From the entries below, transcribe exactly the lines between the line holding "repository fc953fb0c8c44f9b" and the line holding "use tokio::net::TcpStream;", inclusive; skip all other lines.

• [Stored data]

####################

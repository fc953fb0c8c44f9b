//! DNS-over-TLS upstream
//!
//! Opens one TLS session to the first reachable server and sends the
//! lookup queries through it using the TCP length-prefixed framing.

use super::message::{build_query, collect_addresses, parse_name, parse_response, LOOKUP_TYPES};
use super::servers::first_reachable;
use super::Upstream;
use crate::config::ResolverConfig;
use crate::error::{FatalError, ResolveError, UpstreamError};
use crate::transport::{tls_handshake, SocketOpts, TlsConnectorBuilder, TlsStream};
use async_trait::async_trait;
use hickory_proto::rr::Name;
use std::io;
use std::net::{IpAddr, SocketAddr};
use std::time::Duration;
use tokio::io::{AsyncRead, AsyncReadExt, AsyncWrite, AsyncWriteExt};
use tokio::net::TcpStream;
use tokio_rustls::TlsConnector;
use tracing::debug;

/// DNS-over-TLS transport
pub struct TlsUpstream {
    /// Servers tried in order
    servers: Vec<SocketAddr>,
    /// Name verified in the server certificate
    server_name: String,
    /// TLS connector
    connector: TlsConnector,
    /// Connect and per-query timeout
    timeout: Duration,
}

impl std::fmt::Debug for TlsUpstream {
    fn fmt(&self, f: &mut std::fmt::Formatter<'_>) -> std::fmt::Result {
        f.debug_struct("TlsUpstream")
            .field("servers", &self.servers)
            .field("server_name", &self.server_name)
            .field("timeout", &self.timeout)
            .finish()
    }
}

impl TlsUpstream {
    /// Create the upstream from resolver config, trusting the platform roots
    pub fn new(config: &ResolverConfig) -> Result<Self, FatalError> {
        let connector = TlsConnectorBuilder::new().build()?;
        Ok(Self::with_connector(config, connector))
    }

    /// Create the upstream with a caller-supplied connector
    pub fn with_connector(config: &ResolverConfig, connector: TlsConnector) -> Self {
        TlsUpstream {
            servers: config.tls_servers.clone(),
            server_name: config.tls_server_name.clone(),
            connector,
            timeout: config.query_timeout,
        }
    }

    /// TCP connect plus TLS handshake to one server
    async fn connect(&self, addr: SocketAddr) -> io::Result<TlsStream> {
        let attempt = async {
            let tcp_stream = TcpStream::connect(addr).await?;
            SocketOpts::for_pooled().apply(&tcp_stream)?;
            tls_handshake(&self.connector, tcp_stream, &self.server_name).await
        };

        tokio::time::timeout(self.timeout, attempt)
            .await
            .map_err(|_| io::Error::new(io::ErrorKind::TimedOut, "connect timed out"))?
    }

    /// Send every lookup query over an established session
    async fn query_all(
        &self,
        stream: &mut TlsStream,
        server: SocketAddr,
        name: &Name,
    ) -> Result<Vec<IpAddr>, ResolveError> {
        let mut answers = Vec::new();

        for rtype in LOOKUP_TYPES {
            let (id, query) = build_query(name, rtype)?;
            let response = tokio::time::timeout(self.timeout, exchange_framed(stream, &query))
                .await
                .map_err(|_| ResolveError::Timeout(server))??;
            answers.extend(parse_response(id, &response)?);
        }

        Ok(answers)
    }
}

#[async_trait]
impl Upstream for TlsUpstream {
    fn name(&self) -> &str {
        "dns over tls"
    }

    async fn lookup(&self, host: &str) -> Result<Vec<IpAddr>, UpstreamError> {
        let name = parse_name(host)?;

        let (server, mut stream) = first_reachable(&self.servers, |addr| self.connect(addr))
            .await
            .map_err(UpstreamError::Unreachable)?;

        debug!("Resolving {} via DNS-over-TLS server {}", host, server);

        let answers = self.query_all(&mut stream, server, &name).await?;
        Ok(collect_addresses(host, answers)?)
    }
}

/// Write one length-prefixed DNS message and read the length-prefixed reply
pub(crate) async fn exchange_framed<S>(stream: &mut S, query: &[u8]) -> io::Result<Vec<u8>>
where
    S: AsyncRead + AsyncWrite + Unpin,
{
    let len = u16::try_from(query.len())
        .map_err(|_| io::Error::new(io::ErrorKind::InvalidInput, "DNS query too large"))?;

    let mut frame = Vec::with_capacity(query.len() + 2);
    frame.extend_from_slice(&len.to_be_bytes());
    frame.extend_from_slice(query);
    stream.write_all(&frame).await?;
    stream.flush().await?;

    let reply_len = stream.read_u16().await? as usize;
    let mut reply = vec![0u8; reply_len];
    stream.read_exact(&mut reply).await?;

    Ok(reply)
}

####################

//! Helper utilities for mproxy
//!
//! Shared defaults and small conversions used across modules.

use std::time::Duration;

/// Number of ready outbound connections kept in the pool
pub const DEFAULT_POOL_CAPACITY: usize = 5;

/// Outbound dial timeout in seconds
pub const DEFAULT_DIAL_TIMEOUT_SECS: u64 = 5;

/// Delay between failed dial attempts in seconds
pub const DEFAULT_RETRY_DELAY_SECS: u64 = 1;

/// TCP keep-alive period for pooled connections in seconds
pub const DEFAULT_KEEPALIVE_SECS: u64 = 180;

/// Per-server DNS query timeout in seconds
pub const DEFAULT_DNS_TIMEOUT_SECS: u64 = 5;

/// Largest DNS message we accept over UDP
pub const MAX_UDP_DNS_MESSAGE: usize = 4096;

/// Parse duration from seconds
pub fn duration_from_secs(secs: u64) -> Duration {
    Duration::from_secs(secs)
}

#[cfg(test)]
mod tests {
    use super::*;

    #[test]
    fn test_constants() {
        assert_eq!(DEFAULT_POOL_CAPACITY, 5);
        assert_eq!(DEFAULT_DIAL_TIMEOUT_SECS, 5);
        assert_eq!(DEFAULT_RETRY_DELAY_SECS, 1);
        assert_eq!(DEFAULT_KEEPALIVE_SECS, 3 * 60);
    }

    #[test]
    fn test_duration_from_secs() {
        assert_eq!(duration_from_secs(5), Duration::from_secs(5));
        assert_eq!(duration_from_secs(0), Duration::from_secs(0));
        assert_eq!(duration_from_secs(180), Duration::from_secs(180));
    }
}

####################

• [EXERCISE OUTPUT]
repository fc953fb0c8c44f9b
//! DNS-over-TLS upstream
//!
//! Opens one TLS session to the first reachable server and sends the
//! lookup queries through it using the TCP length-prefixed framing.

use super::message::{build_query, collect_addresses, parse_name, parse_response, LOOKUP_TYPES};
use super::servers::first_reachable;
use super::Upstream;
use crate::config::ResolverConfig;
use crate::error::{FatalError, ResolveError, UpstreamError};
use crate::transport::{tls_handshake, SocketOpts, TlsConnectorBuilder, TlsStream};
use async_trait::async_trait;
use hickory_proto::rr::Name;
use std::io;
use std::net::{IpAddr, SocketAddr};
use std::time::Duration;
use tokio::io::{AsyncRead, AsyncReadExt, AsyncWrite, AsyncWriteExt};
use tokio::net::TcpStream;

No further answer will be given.